### Problem requirements
Nothing outside the range below should be printed. Output exactly the lines from the line with "one translation task." to the line with "controller and tools.", both included.

### Material for the task
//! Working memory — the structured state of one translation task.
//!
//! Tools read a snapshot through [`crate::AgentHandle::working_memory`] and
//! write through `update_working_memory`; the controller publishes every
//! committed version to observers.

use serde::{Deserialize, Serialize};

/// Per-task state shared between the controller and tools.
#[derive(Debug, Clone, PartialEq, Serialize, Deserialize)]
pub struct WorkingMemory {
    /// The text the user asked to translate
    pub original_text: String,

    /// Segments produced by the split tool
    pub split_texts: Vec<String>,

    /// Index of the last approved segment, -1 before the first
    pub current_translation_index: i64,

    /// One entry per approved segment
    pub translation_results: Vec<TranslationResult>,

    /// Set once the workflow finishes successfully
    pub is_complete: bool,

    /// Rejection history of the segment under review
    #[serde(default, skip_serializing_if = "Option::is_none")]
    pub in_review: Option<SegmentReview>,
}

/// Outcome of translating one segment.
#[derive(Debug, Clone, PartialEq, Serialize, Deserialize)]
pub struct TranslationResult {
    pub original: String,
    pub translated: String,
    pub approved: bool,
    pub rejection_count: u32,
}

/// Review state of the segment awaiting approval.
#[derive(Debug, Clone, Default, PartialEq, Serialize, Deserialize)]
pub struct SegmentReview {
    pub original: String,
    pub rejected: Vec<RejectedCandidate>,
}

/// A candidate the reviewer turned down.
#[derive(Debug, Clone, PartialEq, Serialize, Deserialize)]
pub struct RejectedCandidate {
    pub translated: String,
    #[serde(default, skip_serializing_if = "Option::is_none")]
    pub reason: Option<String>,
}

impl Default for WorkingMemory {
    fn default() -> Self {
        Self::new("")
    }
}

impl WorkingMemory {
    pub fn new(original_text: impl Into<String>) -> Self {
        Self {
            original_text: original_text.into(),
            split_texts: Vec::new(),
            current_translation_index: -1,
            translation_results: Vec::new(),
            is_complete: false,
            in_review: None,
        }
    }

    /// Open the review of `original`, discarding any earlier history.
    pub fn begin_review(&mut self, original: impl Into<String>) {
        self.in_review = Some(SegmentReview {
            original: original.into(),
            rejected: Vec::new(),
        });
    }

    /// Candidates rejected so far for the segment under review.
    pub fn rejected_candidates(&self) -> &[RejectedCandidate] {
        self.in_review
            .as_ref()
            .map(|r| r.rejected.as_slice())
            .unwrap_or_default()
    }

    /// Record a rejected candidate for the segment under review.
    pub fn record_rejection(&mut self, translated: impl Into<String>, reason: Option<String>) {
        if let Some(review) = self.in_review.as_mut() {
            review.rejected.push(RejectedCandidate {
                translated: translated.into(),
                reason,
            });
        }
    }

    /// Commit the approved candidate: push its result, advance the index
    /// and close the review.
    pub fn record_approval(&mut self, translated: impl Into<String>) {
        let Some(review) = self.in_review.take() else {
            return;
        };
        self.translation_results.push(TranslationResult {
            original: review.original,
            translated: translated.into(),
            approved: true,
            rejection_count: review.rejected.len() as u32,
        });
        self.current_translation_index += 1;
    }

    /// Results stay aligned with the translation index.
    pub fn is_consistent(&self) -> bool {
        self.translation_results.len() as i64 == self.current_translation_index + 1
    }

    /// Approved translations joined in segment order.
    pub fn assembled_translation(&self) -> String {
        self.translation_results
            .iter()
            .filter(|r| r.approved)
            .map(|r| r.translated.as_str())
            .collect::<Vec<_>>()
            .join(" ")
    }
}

==

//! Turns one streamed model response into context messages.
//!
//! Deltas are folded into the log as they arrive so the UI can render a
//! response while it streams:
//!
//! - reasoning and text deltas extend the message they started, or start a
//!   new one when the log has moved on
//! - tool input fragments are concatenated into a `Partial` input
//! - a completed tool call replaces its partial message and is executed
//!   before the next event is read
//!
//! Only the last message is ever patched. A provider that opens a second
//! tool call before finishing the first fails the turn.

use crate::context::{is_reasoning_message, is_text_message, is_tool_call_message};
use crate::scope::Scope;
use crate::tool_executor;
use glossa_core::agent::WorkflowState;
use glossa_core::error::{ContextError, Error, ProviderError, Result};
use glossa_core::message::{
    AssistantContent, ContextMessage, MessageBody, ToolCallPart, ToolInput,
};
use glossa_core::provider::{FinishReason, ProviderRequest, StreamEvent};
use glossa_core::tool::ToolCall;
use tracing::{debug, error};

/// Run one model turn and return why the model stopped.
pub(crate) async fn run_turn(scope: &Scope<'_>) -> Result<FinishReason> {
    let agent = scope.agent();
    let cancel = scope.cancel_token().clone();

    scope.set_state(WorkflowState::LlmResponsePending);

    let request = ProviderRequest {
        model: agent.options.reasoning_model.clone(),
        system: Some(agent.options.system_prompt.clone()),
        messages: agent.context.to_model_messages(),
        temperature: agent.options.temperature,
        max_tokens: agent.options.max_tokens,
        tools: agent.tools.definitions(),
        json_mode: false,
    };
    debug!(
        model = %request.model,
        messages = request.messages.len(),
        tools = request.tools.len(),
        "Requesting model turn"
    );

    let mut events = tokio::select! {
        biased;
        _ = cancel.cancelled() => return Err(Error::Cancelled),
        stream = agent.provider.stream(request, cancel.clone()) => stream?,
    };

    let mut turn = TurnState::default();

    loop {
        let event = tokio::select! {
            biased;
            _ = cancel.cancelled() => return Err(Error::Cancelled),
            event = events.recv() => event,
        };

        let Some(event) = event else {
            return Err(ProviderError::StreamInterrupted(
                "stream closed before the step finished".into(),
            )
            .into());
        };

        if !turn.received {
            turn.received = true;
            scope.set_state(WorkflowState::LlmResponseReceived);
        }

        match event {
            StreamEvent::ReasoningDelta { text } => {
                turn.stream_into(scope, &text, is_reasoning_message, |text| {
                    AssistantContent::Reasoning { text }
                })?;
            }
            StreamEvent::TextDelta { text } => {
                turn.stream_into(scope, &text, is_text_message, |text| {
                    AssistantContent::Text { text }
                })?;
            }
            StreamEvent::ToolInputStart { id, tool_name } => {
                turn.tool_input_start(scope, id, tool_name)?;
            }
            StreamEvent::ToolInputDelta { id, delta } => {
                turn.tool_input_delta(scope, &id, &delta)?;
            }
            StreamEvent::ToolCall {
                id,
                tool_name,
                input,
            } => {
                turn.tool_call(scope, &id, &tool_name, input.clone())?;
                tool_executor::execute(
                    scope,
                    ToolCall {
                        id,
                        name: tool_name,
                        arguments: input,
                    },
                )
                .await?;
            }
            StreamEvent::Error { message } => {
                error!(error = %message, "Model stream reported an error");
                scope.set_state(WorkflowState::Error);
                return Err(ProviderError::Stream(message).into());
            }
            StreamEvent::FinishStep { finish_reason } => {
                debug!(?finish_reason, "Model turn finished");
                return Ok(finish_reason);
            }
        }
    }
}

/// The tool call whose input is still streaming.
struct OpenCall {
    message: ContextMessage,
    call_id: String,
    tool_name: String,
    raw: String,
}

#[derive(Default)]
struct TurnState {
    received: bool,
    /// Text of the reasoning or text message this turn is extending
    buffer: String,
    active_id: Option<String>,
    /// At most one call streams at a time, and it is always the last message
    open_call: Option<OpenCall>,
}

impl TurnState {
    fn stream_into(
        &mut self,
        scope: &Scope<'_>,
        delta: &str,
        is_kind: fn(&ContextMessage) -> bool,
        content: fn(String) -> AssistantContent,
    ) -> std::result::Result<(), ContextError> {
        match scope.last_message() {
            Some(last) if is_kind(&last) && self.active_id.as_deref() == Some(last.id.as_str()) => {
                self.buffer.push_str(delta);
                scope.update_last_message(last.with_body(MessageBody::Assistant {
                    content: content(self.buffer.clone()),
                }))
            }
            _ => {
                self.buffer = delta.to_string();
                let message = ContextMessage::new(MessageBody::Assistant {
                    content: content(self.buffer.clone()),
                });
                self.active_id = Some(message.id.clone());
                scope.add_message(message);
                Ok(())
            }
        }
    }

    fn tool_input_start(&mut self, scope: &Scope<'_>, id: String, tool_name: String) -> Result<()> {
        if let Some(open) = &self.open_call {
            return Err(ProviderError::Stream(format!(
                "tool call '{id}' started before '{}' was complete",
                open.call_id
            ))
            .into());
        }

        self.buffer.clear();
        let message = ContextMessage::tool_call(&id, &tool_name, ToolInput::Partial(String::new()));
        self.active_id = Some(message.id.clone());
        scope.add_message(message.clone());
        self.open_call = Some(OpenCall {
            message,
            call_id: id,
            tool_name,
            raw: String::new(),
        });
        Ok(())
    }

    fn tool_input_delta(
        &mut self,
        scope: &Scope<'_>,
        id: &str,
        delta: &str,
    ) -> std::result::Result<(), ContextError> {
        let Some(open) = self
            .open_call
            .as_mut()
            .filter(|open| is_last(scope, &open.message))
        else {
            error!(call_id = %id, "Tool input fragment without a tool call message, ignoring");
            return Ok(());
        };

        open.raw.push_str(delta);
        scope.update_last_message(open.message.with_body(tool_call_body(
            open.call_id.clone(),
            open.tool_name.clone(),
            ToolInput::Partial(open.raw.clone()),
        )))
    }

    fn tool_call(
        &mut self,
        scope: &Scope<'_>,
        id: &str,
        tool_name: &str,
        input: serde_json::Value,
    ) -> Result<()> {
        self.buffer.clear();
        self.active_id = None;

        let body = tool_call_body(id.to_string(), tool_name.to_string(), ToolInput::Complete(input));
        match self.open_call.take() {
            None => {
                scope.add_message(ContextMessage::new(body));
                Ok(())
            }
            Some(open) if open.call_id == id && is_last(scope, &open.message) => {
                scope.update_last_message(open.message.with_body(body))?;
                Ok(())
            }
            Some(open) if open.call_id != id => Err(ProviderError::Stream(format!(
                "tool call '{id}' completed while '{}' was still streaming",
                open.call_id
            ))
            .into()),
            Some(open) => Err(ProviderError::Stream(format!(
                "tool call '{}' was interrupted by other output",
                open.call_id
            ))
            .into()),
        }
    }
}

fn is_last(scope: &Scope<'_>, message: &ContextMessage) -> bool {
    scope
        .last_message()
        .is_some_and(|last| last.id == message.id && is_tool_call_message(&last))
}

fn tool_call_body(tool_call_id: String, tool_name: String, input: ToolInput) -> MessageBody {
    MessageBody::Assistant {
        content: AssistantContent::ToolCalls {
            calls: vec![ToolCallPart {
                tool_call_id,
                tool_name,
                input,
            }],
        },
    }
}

### Answer below
//! Working memory — the structured state of one translation task.
//!
//! Tools read a snapshot through [`crate::AgentHandle::working_memory`] and
//! write through `update_working_memory`; the controller publishes every
//! committed version to observers.

use serde::{Deserialize, Serialize};

/// Per-task state shared between the controller and tools.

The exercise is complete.